►

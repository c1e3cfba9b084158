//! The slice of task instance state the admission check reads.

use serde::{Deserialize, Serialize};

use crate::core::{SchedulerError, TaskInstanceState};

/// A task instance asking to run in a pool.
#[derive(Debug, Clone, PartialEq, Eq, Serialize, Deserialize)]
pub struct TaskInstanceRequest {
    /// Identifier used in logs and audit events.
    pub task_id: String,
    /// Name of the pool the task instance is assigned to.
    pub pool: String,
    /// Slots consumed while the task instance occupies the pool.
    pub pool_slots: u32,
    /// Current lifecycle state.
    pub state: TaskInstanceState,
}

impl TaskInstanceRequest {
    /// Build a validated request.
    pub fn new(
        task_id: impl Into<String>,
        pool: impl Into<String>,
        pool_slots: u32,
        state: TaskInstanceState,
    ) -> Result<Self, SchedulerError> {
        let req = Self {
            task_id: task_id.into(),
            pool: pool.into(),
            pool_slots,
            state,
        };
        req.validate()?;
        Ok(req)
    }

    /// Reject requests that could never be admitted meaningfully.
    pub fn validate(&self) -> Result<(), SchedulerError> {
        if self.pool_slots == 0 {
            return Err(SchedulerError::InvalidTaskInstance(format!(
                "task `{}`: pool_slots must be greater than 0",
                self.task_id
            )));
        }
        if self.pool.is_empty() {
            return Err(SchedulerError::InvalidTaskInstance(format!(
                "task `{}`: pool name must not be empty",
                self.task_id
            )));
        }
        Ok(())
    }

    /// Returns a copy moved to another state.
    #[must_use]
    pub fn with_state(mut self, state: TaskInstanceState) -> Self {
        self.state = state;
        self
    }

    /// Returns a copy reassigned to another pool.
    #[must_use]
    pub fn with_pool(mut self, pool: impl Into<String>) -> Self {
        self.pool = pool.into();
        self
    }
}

◄
►

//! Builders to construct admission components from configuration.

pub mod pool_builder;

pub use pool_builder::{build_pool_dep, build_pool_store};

◄

ACTIVITY:
Could you retype exactly the lines above, starting at the line that contains "repository c1e3cfba9b084158" and ending at the line that contains "pub struct TaskInstanceRequest", and nothing more?

RESPONSE TO THIS TASK:
repository c1e3cfba9b084158
//! The slice of task instance state the admission check reads.

use serde::{Deserialize, Serialize};

use crate::core::{SchedulerError, TaskInstanceState};

/// A task instance asking to run in a pool.
#[derive(Debug, Clone, PartialEq, Eq, Serialize, Deserialize)]
pub struct TaskInstanceRequest {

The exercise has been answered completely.